Task - Below are entries; output exactly the lines from the one with "let delay = when" to the one with "impl Default for", both included, and nothing else.

==== Provided entries

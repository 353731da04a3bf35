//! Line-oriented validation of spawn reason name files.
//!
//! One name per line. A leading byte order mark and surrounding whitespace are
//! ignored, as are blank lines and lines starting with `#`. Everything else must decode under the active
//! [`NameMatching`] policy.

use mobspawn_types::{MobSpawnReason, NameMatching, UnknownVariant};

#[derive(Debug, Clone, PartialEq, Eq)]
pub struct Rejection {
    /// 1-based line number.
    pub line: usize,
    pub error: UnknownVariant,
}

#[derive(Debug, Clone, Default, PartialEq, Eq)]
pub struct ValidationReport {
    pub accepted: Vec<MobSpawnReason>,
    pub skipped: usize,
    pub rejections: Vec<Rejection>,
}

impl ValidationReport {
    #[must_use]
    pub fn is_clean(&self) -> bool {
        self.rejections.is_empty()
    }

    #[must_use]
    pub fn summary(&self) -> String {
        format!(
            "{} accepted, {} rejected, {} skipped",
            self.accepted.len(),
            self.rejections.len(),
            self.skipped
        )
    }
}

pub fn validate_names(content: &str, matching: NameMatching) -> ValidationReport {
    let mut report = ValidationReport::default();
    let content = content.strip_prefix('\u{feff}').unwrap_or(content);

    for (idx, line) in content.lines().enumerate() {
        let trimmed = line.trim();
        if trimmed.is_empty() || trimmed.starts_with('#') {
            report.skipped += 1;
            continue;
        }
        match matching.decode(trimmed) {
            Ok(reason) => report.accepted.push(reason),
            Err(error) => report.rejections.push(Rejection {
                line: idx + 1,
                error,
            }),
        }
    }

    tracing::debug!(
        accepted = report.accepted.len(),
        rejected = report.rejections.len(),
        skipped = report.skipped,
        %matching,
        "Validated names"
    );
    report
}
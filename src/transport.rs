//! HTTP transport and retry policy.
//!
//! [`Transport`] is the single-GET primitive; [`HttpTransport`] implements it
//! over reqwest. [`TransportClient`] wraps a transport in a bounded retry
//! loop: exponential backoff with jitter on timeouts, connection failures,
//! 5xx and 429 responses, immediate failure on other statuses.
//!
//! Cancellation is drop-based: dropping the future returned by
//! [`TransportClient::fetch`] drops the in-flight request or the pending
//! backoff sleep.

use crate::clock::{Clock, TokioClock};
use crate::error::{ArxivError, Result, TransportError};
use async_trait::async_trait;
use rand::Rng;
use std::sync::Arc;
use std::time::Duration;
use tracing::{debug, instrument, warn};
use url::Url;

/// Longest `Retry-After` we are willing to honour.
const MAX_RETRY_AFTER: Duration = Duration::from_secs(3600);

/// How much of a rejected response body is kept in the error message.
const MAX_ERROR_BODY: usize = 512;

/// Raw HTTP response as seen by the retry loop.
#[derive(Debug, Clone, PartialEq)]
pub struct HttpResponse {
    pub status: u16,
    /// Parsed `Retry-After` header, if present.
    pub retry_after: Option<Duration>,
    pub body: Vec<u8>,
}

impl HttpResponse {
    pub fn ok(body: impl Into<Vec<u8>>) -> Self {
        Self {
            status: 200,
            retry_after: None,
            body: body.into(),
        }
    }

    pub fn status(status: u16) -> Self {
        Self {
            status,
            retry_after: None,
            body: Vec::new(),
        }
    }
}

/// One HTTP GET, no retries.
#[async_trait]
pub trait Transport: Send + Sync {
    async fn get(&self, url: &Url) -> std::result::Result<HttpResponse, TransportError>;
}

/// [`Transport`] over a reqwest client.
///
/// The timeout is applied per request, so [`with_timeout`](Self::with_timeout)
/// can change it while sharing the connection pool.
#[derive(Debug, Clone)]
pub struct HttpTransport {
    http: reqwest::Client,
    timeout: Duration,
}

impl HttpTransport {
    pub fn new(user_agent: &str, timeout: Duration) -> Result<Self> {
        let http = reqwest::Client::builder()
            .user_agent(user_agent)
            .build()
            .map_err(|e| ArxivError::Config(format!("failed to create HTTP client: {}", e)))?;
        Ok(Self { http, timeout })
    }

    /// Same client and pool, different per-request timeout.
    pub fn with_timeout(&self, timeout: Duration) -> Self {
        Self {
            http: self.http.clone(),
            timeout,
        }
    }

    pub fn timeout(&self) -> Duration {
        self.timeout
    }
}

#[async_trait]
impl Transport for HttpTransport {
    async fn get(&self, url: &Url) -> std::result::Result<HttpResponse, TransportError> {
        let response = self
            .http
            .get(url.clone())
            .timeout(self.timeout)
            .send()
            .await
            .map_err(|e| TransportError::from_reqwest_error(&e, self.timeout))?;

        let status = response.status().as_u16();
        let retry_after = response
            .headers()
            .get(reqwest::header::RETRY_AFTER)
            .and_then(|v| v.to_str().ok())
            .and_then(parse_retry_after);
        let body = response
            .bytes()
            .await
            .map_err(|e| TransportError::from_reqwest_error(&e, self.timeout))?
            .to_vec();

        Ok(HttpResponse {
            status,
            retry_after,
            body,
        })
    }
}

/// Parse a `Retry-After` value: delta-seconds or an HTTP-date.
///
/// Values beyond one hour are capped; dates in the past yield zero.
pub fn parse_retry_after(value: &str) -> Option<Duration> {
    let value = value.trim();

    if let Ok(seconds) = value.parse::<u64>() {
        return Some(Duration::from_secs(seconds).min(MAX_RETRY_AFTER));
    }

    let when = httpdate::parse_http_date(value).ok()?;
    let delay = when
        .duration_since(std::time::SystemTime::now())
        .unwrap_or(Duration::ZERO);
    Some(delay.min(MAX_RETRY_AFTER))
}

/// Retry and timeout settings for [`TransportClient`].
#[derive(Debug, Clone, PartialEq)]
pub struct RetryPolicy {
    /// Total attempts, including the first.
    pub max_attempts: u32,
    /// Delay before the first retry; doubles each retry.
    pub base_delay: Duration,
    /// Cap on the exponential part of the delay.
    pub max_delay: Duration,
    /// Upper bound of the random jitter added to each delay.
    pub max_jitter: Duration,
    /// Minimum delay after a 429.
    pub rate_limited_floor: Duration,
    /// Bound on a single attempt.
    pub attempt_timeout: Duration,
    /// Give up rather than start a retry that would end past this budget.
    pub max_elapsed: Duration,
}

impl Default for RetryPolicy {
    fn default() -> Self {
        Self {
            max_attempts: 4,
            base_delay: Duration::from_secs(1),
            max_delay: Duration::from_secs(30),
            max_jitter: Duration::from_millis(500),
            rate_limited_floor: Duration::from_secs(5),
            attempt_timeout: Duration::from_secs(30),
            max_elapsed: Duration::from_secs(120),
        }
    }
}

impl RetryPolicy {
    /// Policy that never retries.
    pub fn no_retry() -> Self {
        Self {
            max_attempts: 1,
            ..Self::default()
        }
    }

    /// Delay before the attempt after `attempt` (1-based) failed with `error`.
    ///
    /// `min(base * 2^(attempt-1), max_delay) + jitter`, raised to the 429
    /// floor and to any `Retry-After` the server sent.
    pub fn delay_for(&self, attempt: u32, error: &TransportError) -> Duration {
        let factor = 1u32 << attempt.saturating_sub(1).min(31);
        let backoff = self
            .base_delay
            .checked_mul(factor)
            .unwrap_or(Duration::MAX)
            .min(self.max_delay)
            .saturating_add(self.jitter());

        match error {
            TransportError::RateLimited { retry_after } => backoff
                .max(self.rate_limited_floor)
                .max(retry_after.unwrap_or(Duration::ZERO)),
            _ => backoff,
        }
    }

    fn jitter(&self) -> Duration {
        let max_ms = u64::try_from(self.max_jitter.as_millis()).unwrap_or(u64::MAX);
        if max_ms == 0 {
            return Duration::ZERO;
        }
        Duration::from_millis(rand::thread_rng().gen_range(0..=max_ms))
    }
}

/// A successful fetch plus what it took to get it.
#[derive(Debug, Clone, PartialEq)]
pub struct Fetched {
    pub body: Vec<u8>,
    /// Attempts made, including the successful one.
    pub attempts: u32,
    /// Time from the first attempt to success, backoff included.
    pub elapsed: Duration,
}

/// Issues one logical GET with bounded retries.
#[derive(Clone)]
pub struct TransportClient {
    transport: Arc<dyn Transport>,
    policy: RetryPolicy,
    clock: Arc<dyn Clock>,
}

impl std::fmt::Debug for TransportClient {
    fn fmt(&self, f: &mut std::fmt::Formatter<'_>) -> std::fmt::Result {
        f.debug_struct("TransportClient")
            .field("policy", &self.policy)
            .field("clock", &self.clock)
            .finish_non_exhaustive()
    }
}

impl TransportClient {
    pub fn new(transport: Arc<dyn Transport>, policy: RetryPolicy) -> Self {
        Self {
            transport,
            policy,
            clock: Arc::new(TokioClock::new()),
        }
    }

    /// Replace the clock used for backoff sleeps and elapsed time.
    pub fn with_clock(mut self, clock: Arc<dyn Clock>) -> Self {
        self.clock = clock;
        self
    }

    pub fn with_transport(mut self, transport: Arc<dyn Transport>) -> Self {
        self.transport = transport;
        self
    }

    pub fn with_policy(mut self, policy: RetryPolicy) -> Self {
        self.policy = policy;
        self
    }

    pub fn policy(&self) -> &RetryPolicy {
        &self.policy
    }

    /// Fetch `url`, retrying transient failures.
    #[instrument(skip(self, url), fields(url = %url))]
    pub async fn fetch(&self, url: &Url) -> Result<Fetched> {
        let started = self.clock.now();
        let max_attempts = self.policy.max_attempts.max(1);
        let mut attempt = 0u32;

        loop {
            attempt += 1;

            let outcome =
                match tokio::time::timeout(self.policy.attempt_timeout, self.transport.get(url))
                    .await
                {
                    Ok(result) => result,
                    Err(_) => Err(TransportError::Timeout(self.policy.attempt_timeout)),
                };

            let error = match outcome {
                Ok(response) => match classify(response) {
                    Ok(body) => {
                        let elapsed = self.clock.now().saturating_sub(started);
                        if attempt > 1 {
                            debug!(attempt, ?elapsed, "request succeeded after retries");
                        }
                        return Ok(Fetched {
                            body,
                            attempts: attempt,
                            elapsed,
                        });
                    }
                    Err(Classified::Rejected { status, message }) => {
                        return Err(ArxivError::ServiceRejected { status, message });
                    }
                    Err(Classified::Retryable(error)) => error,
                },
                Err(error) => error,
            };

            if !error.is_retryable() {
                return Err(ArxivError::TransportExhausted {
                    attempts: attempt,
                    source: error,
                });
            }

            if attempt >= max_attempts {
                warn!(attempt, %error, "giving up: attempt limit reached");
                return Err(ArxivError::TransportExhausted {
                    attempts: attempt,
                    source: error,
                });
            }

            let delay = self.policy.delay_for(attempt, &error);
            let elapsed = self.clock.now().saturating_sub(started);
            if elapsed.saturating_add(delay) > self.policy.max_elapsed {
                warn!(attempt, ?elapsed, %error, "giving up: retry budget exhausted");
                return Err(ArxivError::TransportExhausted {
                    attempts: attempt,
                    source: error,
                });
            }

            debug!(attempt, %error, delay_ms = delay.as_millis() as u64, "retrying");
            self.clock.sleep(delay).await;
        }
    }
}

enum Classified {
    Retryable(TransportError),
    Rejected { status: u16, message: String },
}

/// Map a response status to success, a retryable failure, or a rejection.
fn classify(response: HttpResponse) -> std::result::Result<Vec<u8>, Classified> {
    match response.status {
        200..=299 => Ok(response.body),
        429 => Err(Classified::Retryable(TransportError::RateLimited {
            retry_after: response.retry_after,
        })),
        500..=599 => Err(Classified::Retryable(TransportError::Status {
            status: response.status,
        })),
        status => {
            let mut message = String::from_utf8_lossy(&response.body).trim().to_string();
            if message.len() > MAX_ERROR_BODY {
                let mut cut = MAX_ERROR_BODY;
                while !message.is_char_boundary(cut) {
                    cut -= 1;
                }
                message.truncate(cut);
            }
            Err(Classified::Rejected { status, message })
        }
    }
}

========

Your response -
    let delay = when
        .duration_since(std::time::SystemTime::now())
        .unwrap_or(Duration::ZERO);
    Some(delay.min(MAX_RETRY_AFTER))
}

/// Retry and timeout settings for [`TransportClient`].
#[derive(Debug, Clone, PartialEq)]
pub struct RetryPolicy {
    /// Total attempts, including the first.
    pub max_attempts: u32,
    /// Delay before the first retry; doubles each retry.
    pub base_delay: Duration,
    /// Cap on the exponential part of the delay.
    pub max_delay: Duration,
    /// Upper bound of the random jitter added to each delay.
    pub max_jitter: Duration,
    /// Minimum delay after a 429.
    pub rate_limited_floor: Duration,
    /// Bound on a single attempt.
    pub attempt_timeout: Duration,
    /// Give up rather than start a retry that would end past this budget.
    pub max_elapsed: Duration,
}

impl Default for RetryPolicy {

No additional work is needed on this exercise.